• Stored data
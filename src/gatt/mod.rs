//! The attribute model of a connected peripheral: services, their
//! characteristics and the descriptors configuring those.

use enumflags2::{bitflags, BitFlags};
use uuid::Uuid;

use crate::result::{Error, Result};
use crate::util::{uuid_from_u16, CompositeId};

/// Client Characteristic Configuration descriptor.
pub const CLIENT_CHARACTERISTIC_CONFIG_UUID: Uuid = uuid_from_u16(0x2902);

pub const ENABLE_NOTIFICATION_VALUE: [u8; 2] = [0x01, 0x00];
pub const ENABLE_INDICATION_VALUE: [u8; 2] = [0x02, 0x00];
pub const DISABLE_NOTIFICATION_VALUE: [u8; 2] = [0x00, 0x00];

/// Smallest ATT MTU every link supports.
pub const MIN_MTU: u16 = 23;
/// Bytes of every ATT packet taken up by the opcode and handle.
pub const MTU_ATT_OVERHEAD: u16 = 3;
pub const MIN_MTU_PAYLOAD_LENGTH: u16 = MIN_MTU - MTU_ATT_OVERHEAD;

#[bitflags]
#[derive(Copy, Clone, Debug, PartialEq, Eq)]
#[repr(u8)]
pub enum CharacteristicProperty {
    Broadcast = 1 << 0,
    Read = 1 << 1,
    WriteWithoutResponse = 1 << 2,
    Write = 1 << 3,
    Notify = 1 << 4,
    Indicate = 1 << 5,
    AuthenticatedSignedWrites = 1 << 6,
    ExtendedProperties = 1 << 7,
}

#[derive(Debug, Clone, PartialEq, Eq)]
pub struct Descriptor {
    pub uuid: Uuid,
    /// The characteristic this descriptor belongs to.
    pub characteristic: CompositeId,
}

impl Descriptor {
    pub fn new(uuid: Uuid, characteristic: CompositeId) -> Self {
        Descriptor {
            uuid,
            characteristic,
        }
    }
}

#[derive(Debug, Clone, PartialEq, Eq)]
pub struct Characteristic {
    pub uuid: Uuid,
    pub instance: u32,
    pub service: CompositeId,
    pub properties: BitFlags<CharacteristicProperty>,
    pub descriptors: Vec<Descriptor>,
}

impl Characteristic {
    pub fn new(
        uuid: Uuid,
        instance: u32,
        service: CompositeId,
        properties: BitFlags<CharacteristicProperty>,
    ) -> Self {
        Characteristic {
            uuid,
            instance,
            service,
            properties,
            descriptors: Vec::new(),
        }
    }

    /// Adds a descriptor owned by this characteristic.
    pub fn with_descriptor(mut self, uuid: Uuid) -> Self {
        self.descriptors.push(Descriptor::new(uuid, self.id()));
        self
    }

    pub fn id(&self) -> CompositeId {
        CompositeId::new(self.uuid, self.instance)
    }

    pub fn is_readable(&self) -> bool {
        self.properties.contains(CharacteristicProperty::Read)
    }

    pub fn is_writable(&self) -> bool {
        self.properties.intersects(
            CharacteristicProperty::Write | CharacteristicProperty::WriteWithoutResponse,
        )
    }

    pub fn is_notifiable(&self) -> bool {
        self.properties
            .intersects(CharacteristicProperty::Notify | CharacteristicProperty::Indicate)
    }

    pub fn descriptor(&self, uuid: Uuid) -> Result<&Descriptor> {
        self.descriptors
            .iter()
            .find(|d| d.uuid == uuid)
            .ok_or(Error::DescriptorNotFound { uuid })
    }
}

#[derive(Debug, Clone, PartialEq, Eq)]
pub struct Service {
    pub uuid: Uuid,
    pub instance: u32,
    pub primary: bool,
    pub characteristics: Vec<Characteristic>,
}

impl Service {
    pub fn new(uuid: Uuid, instance: u32, primary: bool) -> Self {
        Service {
            uuid,
            instance,
            primary,
            characteristics: Vec::new(),
        }
    }

    pub fn id(&self) -> CompositeId {
        CompositeId::new(self.uuid, self.instance)
    }

    /// Adds a characteristic to this service, pointing it back at the service.
    pub fn with_characteristic(mut self, mut characteristic: Characteristic) -> Self {
        characteristic.service = self.id();
        let id = characteristic.id();
        for descriptor in characteristic.descriptors.iter_mut() {
            descriptor.characteristic = id;
        }
        self.characteristics.push(characteristic);
        self
    }

    pub fn characteristic(&self, uuid: Uuid) -> Result<&Characteristic> {
        self.characteristics
            .iter()
            .find(|c| c.uuid == uuid)
            .ok_or(Error::CharacteristicNotFound { uuid })
    }
}

/// Snapshot of a peripheral's attribute table, taken when service discovery
/// last completed. Every lookup fails with a `*NotFound` error rather than
/// returning nothing.
#[derive(Debug, Clone, Default, PartialEq, Eq)]
pub struct Services {
    services: Vec<Service>,
}

impl Services {
    pub fn new(services: Vec<Service>) -> Self {
        Services { services }
    }

    pub fn iter(&self) -> impl Iterator<Item = &Service> {
        self.services.iter()
    }

    pub fn len(&self) -> usize {
        self.services.len()
    }

    pub fn is_empty(&self) -> bool {
        self.services.is_empty()
    }

    pub fn service(&self, uuid: Uuid) -> Result<&Service> {
        self.services
            .iter()
            .find(|s| s.uuid == uuid)
            .ok_or(Error::ServiceNotFound { uuid })
    }

    /// Finds a characteristic in any service.
    pub fn characteristic(&self, uuid: Uuid) -> Result<&Characteristic> {
        self.services
            .iter()
            .flat_map(|s| s.characteristics.iter())
            .find(|c| c.uuid == uuid)
            .ok_or(Error::CharacteristicNotFound { uuid })
    }

    pub fn characteristic_in(&self, service: Uuid, characteristic: Uuid) -> Result<&Characteristic> {
        self.service(service)?.characteristic(characteristic)
    }

    pub fn descriptor(
        &self,
        service: Uuid,
        characteristic: Uuid,
        descriptor: Uuid,
    ) -> Result<&Descriptor> {
        self.characteristic_in(service, characteristic)?
            .descriptor(descriptor)
    }
}

impl From<Vec<Service>> for Services {
    fn from(services: Vec<Service>) -> Self {
        Services::new(services)
    }
}
use clap::{Arg, ArgMatches, Command, builder::ValueParser};
use std::{fmt, str::FromStr};

pub const ARG_VERBOSITY: &str = "verbosity";
pub const ARG_LOG_FORMAT: &str = "log-format";

#[derive(Clone, Copy, Debug, Default, PartialEq, Eq)]
pub enum LogFormat {
    #[default]
    Text,
    Json,
}

impl FromStr for LogFormat {
    type Err = String;

    fn from_str(value: &str) -> Result<Self, Self::Err> {
        match value.to_lowercase().as_str() {
            "text" | "pretty" => Ok(LogFormat::Text),
            "json" => Ok(LogFormat::Json),
            _ => Err("invalid log format".to_string()),
        }
    }
}

impl fmt::Display for LogFormat {
    fn fmt(&self, f: &mut fmt::Formatter<'_>) -> fmt::Result {
        match self {
            LogFormat::Text => write!(f, "text"),
            LogFormat::Json => write!(f, "json"),
        }
    }
}

#[must_use]
pub fn validator_log_level() -> ValueParser {
    ValueParser::from(move |level: &str| -> std::result::Result<u8, String> {
        if let Ok(parsed) = level.parse::<u8>() {
            // Successfully parsed as a number
            if parsed <= 5 {
                return Ok(parsed);
            }
        }

        match level.to_lowercase().as_str() {
            "error" => Ok(0),
            "warn" => Ok(1),
            "info" => Ok(2),
            "debug" => Ok(3),
            "trace" => Ok(4),
            _ => Err("invalid log level".to_string()),
        }
    })
}

/// Reads the requested log format, defaulting to text.
#[must_use]
pub fn log_format(matches: &ArgMatches) -> LogFormat {
    matches
        .get_one::<LogFormat>(ARG_LOG_FORMAT)
        .copied()
        .unwrap_or_default()
}

#[must_use]
pub fn with_args(command: Command) -> Command {
    command
        .arg(
            Arg::new(ARG_VERBOSITY)
                .short('v')
                .long("verbose")
                .help("Verbosity level: ERROR, WARN, INFO, DEBUG, TRACE (default: ERROR)")
                .env("AUTHFLOW_LOG_LEVEL")
                .global(true)
                .action(clap::ArgAction::Count)
                .value_parser(validator_log_level()),
        )
        .arg(
            Arg::new(ARG_LOG_FORMAT)
                .long(ARG_LOG_FORMAT)
                .help("Log output format: text or json")
                .env("AUTHFLOW_LOG_FORMAT")
                .global(true)
                .default_value("text")
                .value_parser(LogFormat::from_str),
        )
}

• WHAT IS EXPECTED
Output all lines from the beginning of the data up to the line holding "opcode and handle.", that line included, exactly as written.

• SOLUTION TO THIS TASK
filename src/gatt/mod.rs
//! The attribute model of a connected peripheral: services, their
//! characteristics and the descriptors configuring those.

use enumflags2::{bitflags, BitFlags};
use uuid::Uuid;

use crate::result::{Error, Result};
use crate::util::{uuid_from_u16, CompositeId};

/// Client Characteristic Configuration descriptor.
pub const CLIENT_CHARACTERISTIC_CONFIG_UUID: Uuid = uuid_from_u16(0x2902);

pub const ENABLE_NOTIFICATION_VALUE: [u8; 2] = [0x01, 0x00];
pub const ENABLE_INDICATION_VALUE: [u8; 2] = [0x02, 0x00];
pub const DISABLE_NOTIFICATION_VALUE: [u8; 2] = [0x00, 0x00];

/// Smallest ATT MTU every link supports.
pub const MIN_MTU: u16 = 23;
/// Bytes of every ATT packet taken up by the opcode and handle.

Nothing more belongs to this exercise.